Abgefilmtes Improtheater? NIEMALS!

Improvisationstheater vor der Kamera? Funktioniert das?

5 Tage Camera Boot Camp – ein Erfahrungsbericht von Juliane Behneke

Camera Boot Camp! Vor einigen Wochen haben wir uns Hendrik Martz, seines Zeichens Schauspieler und versierter Coach im Bereich Camera Acting und Vermittlung der Schauspieltechnik von Sanford Meisner, in die Proberäume der Steifen Brise geladen: Camera Acting stand auf dem Programm, das er mit Schwerpunkt Comedy speziell für uns zusammengestellt hatte und durch das er uns an fünf Tagen mit Liebe und leichter Gewalt geführt hat – natürlich alles Corona-konform.

 

Arbeit vor der Kamera: Präzision und Wiederholbarkeit

Ich bringe als Schauspielerin schon ein paar Jahre Erfahrung vor der Kamera mit, aber ehrlich gesagt habe ich Improvisationstheater und Kameraarbeit bisher immer säuberlich getrennt. Bei jedem Dreh wurde von mir bisher Präzision erwartet, Wiederholbarkeit des Spiels und der Emotionen, immer genau mit dem gleichen Satz auf genau der gleichen Position zu landen. Möglichst keine Überraschungen. Improvisation ist das exakte Gegenteil, jede Show findet genau nur einmal so statt und wird es danach nie wieder so geben – das ist auf der Bühne stets unser Versprechen. Unsere Fehler und unser Scheitern sind dabei unser Kapital. Durch die aktuelle und umfassende „Blitz-Digitalisierung“ rücken allerdings das Spielen vor der Kamera und Improvisationstheater im Rahmen von Online-Events unweigerlich zusammen.

Kann Improvisationstheater vor der Kamera funktionieren?

Der Kamera-Profi Henrik Martz ist davon überzeugt, und im Laufe der fünf Tage legten auch wir Spieler*innen die Angst ab, „zu viel“, „zu groß“, „zu albern“, „zu falsch“ vor der Kamera zu sein. Er hatte uns ein Sandwich an Wissen bereitgestellt, durch das wir uns hindurchfutterten:  Wir arbeiteten mit der Meisner-Technik, den „Eight Characters of Comedy“ von Scott Sedita und der Chubbuck-Technik. An Tag drei rauchten unsere Köpfe, aber unser Spiel wurde plötzlich besser und freier. Dazu kam ein großer Aufbau von insgesamt vier Kameras, Licht und Ton. Unsere Probebühne war zum Studio geworden – sehr agil von ihr!

Meine Partner*in, mein Charakter, mein Ziel – und wo ist die Markierung?!

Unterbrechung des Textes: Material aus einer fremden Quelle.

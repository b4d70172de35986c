//! Implementations of the domain traits against PostgreSQL and Redis.
//!
//! - [`persistence`] - `Pg*Repository` types over a shared `PgPool`
//! - [`lock`] - per-event generation locks, Redis-backed or in-process

pub mod lock;
pub mod persistence;
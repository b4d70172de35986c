//! Pickup buffer parsing.

use regex::Regex;
use std::sync::LazyLock;

/// Buffer applied when an event has no usable `HH:MM` setting.
pub const DEFAULT_BUFFER_MINUTES: u32 = 30;

static BUFFER_PATTERN: LazyLock<Regex> =
    LazyLock::new(|| Regex::new(r"^\s*(\d{1,2}):([0-5]\d)\s*$").unwrap());

/// Parses an `HH:MM` buffer into minutes.
///
/// Absent or malformed values fall back to [`DEFAULT_BUFFER_MINUTES`] without
/// an error. `"00:00"` is a valid zero buffer.
///
/// ```
/// use wedding_transport::domain::planning::buffer::parse_buffer_minutes;
///
/// assert_eq!(parse_buffer_minutes(Some("01:15")), 75);
/// assert_eq!(parse_buffer_minutes(Some("1h")), 30);
/// assert_eq!(parse_buffer_minutes(None), 30);
/// ```
pub fn parse_buffer_minutes(raw: Option<&str>) -> u32 {
    let Some(raw) = raw else {
        return DEFAULT_BUFFER_MINUTES;
    };

    let Some(caps) = BUFFER_PATTERN.captures(raw) else {
        tracing::debug!(value = raw, "Malformed buffer time, using default");
        return DEFAULT_BUFFER_MINUTES;
    };

    let hours: u32 = caps[1].parse().unwrap_or(0);
    let minutes: u32 = caps[2].parse().unwrap_or(0);

    hours * 60 + minutes
}

/// Returns true if `raw` is a well-formed `HH:MM` buffer.
pub fn is_valid_buffer(raw: &str) -> bool {
    BUFFER_PATTERN.is_match(raw)
}
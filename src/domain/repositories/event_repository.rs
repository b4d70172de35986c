//! Repository trait for wedding events.

use crate::domain::entities::{EventPatch, NewEvent, WeddingEvent};
use crate::error::AppError;
use async_trait::async_trait;

/// Repository interface for wedding events.
///
/// # Implementations
///
/// - [`crate::infrastructure::persistence::PgEventRepository`] - PostgreSQL implementation
/// - Test mocks available with `cfg(test)`
///
/// # Examples
///
/// See integration tests: `tests/repository_event.rs`
#[cfg_attr(test, mockall::automock)]
#[async_trait]
pub trait EventRepository: Send + Sync {
    /// Inserts a new event.
    ///
    /// # Errors
    ///
    /// Returns [`AppError::Internal`] on database errors.
    async fn create(&self, new_event: NewEvent) -> Result<WeddingEvent, AppError>;

    /// Finds an event by ID.
    ///
    /// # Errors
    ///
    /// Returns [`AppError::Internal`] on database errors.
    async fn find_by_id(&self, id: i64) -> Result<Option<WeddingEvent>, AppError>;

    /// Lists all events, most recent start date first.
    ///
    /// # Errors
    ///
    /// Returns [`AppError::Internal`] on database errors.
    async fn list(&self) -> Result<Vec<WeddingEvent>, AppError>;

    /// Applies a partial update.
    ///
    /// Returns `Ok(None)` if the event does not exist.
    ///
    /// # Errors
    ///
    /// Returns [`AppError::Internal`] on database errors.
    async fn update(&self, id: i64, patch: EventPatch) -> Result<Option<WeddingEvent>, AppError>;
}
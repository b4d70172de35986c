//! Tower and axum middleware applied in [`crate::routes`].

pub mod auth;
pub mod rate_limit;
pub mod tracing;
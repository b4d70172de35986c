//! Flight-driven transport planning.
//!
//! Pure computation, no I/O. The pipeline is:
//!
//! 1. [`buffer`] - read the event's pickup buffer (`HH:MM`, default 30 minutes)
//! 2. [`slots`] - bucket arrivals by location, date and 30-minute pickup slot
//! 3. [`vehicles`] - size each bucket with the fixed vehicle thresholds
//! 4. [`plan`] - produce draft groups and pending allocations for the writer
//!
//! Persistence of the plan lives in
//! [`crate::application::services::TransportService`].

pub mod buffer;
pub mod plan;
pub mod slots;
pub mod vehicles;

pub use plan::{GenerationPlan, PlannedGroup, generation_key, group_name, plan_generation};
pub use slots::{BucketKey, BucketPlan, TimeSlotBucket, bucket_arrivals};
pub use vehicles::{VehicleAssignment, assign_vehicles};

Ich wusste schon vorher, dass die Kamera wenig verzeiht und Lügen schnell entlarvt. Umso toller war es zu sehen, dass improvisiertes Spiel vor der Kamera absolut funktioniert und auch nicht zu groß oder zu albern ist – aber eben nur, wenn wir zu 100 Prozent an die Figur glauben, sie ernst nehmen und in ihr leben, ihr Leben geben. Und sei es nur für einen 30-Sekunden-Sketch!

Hilfreich ist es dabei, sich nicht (wie so oft) in die Energie des Partners hineinziehen zu lassen, sondern ihr vielleicht eine gegenteilige Energie entgegenzusetzen – spielt meine Partnerin eine neurotische Figur, setze ich ihr vielleicht eine dümmliche, fröhliche Figur entgegen, damit in unserer Beziehung eine Reibung entsteht. Die Beziehung, und wohin sie geht, ist oft interessanter anzuschauen als die Story, die rundherum entsteht.

 

Am Ende hatten wir alle die motivierende Erkenntnis: Improvisation und Kamera – das funktioniert! Mit viel Arbeit, viel Technik und großem Einsatz können Online-Shows entstehen, die berühren, unterhalten, zum Lachen und Nachdenken bringen. Das können wir – auf der Bühne und nun auch vor der Kamera.